Carrying 1,529 passengers, it did not take too long for the Bellubera to achieve its reputation as a hoodoo ship. On 10 May 1910, soon after being launched and while been fitted out, chains holding one of the 40 ton boilers broke and it fell into the hull causing considerable damage.
The next trouble the Bellubera got into was off Dobroyd Head (opposite The Heads) on 2 April 1914 when she cut in half the Kate, a tug which was towing a lighter. It was lucky that the lighter was not hit as it was carrying a considerable amount of high explosives. The Bellubera was not damaged.

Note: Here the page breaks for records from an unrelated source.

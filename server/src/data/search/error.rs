//! Search error type

use thiserror::Error;

#[derive(Error, Debug)]
pub enum SearchError {
    /// Transport-level failure
    #[error("search transport error: {0}")]
    Transport(#[from] reqwest::Error),

    /// The index answered with an error status
    #[error("search index error: status {status}: {body}")]
    Index { status: u16, body: String },

    /// Response body did not match the expected shape
    #[error("search response decode error: {0}")]
    Decode(String),

    /// Retries exhausted
    #[error("search unavailable after {attempts} attempts: {last_error}")]
    Unavailable { attempts: u32, last_error: String },
}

The next 21 years appear to have been fairly uneventful.
The steam powered ferries were expensive and inconvenient to operate. For this reason, it was decided to convert the Bellubera to diesel electric power. In September 1935 after just over 25 years service, the Bellubera went into have her steam engines removed and be converted to diesel-electric. The Bellubera was only the second British vessel (note this anachronism) to be so converted. After the steam engines and boilers were removed, the Bellubera had four Harland & Wolff five cylinder two-stroke diesel engines of 450 bhp installed. These drove direct-current generators which supplied electric current to four electric-propulsion motors of 615 hp each. Two 85 bhp diesel engines were installed to power the generating plant for lighting and auxiliary power.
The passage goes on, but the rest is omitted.